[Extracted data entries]
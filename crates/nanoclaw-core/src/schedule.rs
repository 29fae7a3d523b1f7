// Copyright (c) 2024-2026 Martin Schröder <info@swedishembedded.com>
//
// SPDX-License-Identifier: MIT
//! Next-run computation for the three schedule kinds (§4.8 `schedule_task`,
//! §4.9 step 5). Shared by the `schedule_task` tool and the scheduler loop so
//! there is exactly one place that understands cron/interval/once.
//!
//! Cron stepping always uses UTC. `Config::timezone` is accepted and stored
//! per group for display purposes, but stepping a cron schedule through an
//! IANA timezone needs a timezone-database crate that is not otherwise used
//! anywhere in this codebase; pulling one in for this alone was judged not
//! worth the dependency (see DESIGN.md).

use chrono::{DateTime, TimeZone, Utc};
use cron::Schedule;
use std::str::FromStr;

#[derive(Debug, Clone, Copy, PartialEq, Eq)]
pub enum ScheduleKind {
    Cron,
    Interval,
    Once,
}

impl ScheduleKind {
    pub fn parse(s: &str) -> Option<Self> {
        match s {
            "cron" => Some(Self::Cron),
            "interval" => Some(Self::Interval),
            "once" => Some(Self::Once),
            _ => None,
        }
    }

    pub fn as_str(self) -> &'static str {
        match self {
            Self::Cron => "cron",
            Self::Interval => "interval",
            Self::Once => "once",
        }
    }
}

#[derive(Debug, thiserror::Error, PartialEq, Eq)]
pub enum ScheduleError {
    #[error("Invalid interval value")]
    InvalidInterval,
    #[error("Invalid timestamp")]
    InvalidTimestamp,
    #[error("Invalid cron expression")]
    InvalidCron,
}

/// Prepends a `"0"` seconds field to a conventional 5-field cron expression
/// (`minute hour day month weekday`, the form `schedule_task` callers are
/// expected to supply) so it matches the 6-field form the `cron` crate
/// requires. Expressions that already have 6+ whitespace-separated fields
/// are passed through unchanged.
fn normalize_cron_expression(value: &str) -> String {
    let field_count = value.split_whitespace().count();
    if field_count == 5 {
        format!("0 {value}")
    } else {
        value.to_string()
    }
}

/// Compute the next UTC-millisecond run time for a (kind, value) pair, given
/// the current time in UTC milliseconds.
///
/// - `cron`: the next firing of the 5/6-field cron expression strictly after `now`.
/// - `interval`: a positive integer millisecond count; `now + value`.
/// - `once`: an RFC 3339 / ISO 8601 timestamp; returned verbatim if it parses
///   (no check that it is in the future — a past `once` fires on the next
///   scheduler tick, consistent with `due_tasks`).
pub fn compute_next_run(kind: ScheduleKind, value: &str, now_ms: i64) -> Result<Option<i64>, ScheduleError> {
    match kind {
        ScheduleKind::Cron => {
            let normalized = normalize_cron_expression(value);
            let schedule = Schedule::from_str(&normalized).map_err(|_| ScheduleError::InvalidCron)?;
            let after: DateTime<Utc> = Utc
                .timestamp_millis_opt(now_ms)
                .single()
                .ok_or(ScheduleError::InvalidCron)?;
            Ok(schedule.after(&after).next().map(|dt| dt.timestamp_millis()))
        }
        ScheduleKind::Interval => {
            let ms: i64 = value.parse().map_err(|_| ScheduleError::InvalidInterval)?;
            if ms <= 0 {
                return Err(ScheduleError::InvalidInterval);
            }
            Ok(Some(now_ms + ms))
        }
        ScheduleKind::Once => {
            let dt = DateTime::parse_from_rfc3339(value).map_err(|_| ScheduleError::InvalidTimestamp)?;
            Ok(Some(dt.timestamp_millis()))
        }
    }
}

/// Re-compute the next run for a recurring schedule after one firing —
/// used by the scheduler after a task executes (§4.9 step 5). `once`
/// schedules never recur; this always returns `None` for them, which drives
/// the task to `completed`.
pub fn next_run_after_fire(kind: ScheduleKind, value: &str, fired_at_ms: i64) -> Option<i64> {
    match kind {
        ScheduleKind::Cron => compute_next_run(kind, value, fired_at_ms).ok().flatten(),
        ScheduleKind::Interval => compute_next_run(kind, value, fired_at_ms).ok().flatten(),
        ScheduleKind::Once => None,
    }
}

#[cfg(test)]
mod tests {
    use super::*;

    #[test]
    fn interval_computes_offset_from_now() {
        let next = compute_next_run(ScheduleKind::Interval, "5000", 1_000).unwrap();
        assert_eq!(next, Some(6_000));
    }

    #[test]
    fn interval_rejects_non_numeric_value() {
        let err = compute_next_run(ScheduleKind::Interval, "not-a-number", 0).unwrap_err();
        assert_eq!(err, ScheduleError::InvalidInterval);
    }

    #[test]
    fn interval_rejects_non_positive_value() {
        assert_eq!(
            compute_next_run(ScheduleKind::Interval, "0", 0).unwrap_err(),
            ScheduleError::InvalidInterval
        );
        assert_eq!(
            compute_next_run(ScheduleKind::Interval, "-5", 0).unwrap_err(),
            ScheduleError::InvalidInterval
        );
    }

    #[test]
    fn once_parses_rfc3339_timestamp() {
        let next = compute_next_run(ScheduleKind::Once, "2030-01-01T09:00:00Z", 0).unwrap();
        assert!(next.unwrap() > 0);
    }

    #[test]
    fn once_rejects_malformed_timestamp() {
        let err = compute_next_run(ScheduleKind::Once, "not-a-date", 0).unwrap_err();
        assert_eq!(err, ScheduleError::InvalidTimestamp);
    }

    #[test]
    fn cron_rejects_malformed_expression() {
        let err = compute_next_run(ScheduleKind::Cron, "not a cron expr", 0).unwrap_err();
        assert_eq!(err, ScheduleError::InvalidCron);
    }

    #[test]
    fn cron_computes_earliest_future_fire() {
        // Every minute, seconds field included (cron crate requires 6 fields).
        let next = compute_next_run(ScheduleKind::Cron, "0 * * * * *", 0).unwrap();
        assert!(next.unwrap() > 0);
    }

    #[test]
    fn cron_accepts_conventional_5_field_expression() {
        // "Daily summary" example from the scheduling tool's documented
        // scenario: a bare 5-field expression with no seconds.
        let next = compute_next_run(ScheduleKind::Cron, "0 9 * * *", 0).unwrap();
        assert!(next.unwrap() > 0);
    }

    #[test]
    fn cron_5_and_6_field_forms_agree() {
        let five = compute_next_run(ScheduleKind::Cron, "0 9 * * *", 0).unwrap();
        let six = compute_next_run(ScheduleKind::Cron, "0 0 9 * * *", 0).unwrap();
        assert_eq!(five, six);
    }

    #[test]
    fn once_never_recurs_after_firing() {
        assert_eq!(next_run_after_fire(ScheduleKind::Once, "2030-01-01T09:00:00Z", 1_000), None);
    }

    #[test]
    fn interval_recurs_after_firing() {
        let next = next_run_after_fire(ScheduleKind::Interval, "1000", 5_000);
        assert_eq!(next, Some(6_000));
    }
}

#### The task:
Take the lines above from the one holding "assert_eq!(err, ScheduleError::InvalidTimestamp);" to the last and output them exactly.

#### Output:
        assert_eq!(err, ScheduleError::InvalidTimestamp);
    }

    #[test]
    fn cron_rejects_malformed_expression() {
        let err = compute_next_run(ScheduleKind::Cron, "not a cron expr", 0).unwrap_err();
        assert_eq!(err, ScheduleError::InvalidCron);
    }

    #[test]
    fn cron_computes_earliest_future_fire() {
        // Every minute, seconds field included (cron crate requires 6 fields).
        let next = compute_next_run(ScheduleKind::Cron, "0 * * * * *", 0).unwrap();
        assert!(next.unwrap() > 0);
    }

    #[test]
    fn cron_accepts_conventional_5_field_expression() {
        // "Daily summary" example from the scheduling tool's documented
        // scenario: a bare 5-field expression with no seconds.
        let next = compute_next_run(ScheduleKind::Cron, "0 9 * * *", 0).unwrap();
        assert!(next.unwrap() > 0);
    }

    #[test]
    fn cron_5_and_6_field_forms_agree() {
        let five = compute_next_run(ScheduleKind::Cron, "0 9 * * *", 0).unwrap();
        let six = compute_next_run(ScheduleKind::Cron, "0 0 9 * * *", 0).unwrap();
        assert_eq!(five, six);
    }

    #[test]
    fn once_never_recurs_after_firing() {
        assert_eq!(next_run_after_fire(ScheduleKind::Once, "2030-01-01T09:00:00Z", 1_000), None);
    }

    #[test]
    fn interval_recurs_after_firing() {
        let next = next_run_after_fire(ScheduleKind::Interval, "1000", 5_000);
        assert_eq!(next, Some(6_000));
    }
}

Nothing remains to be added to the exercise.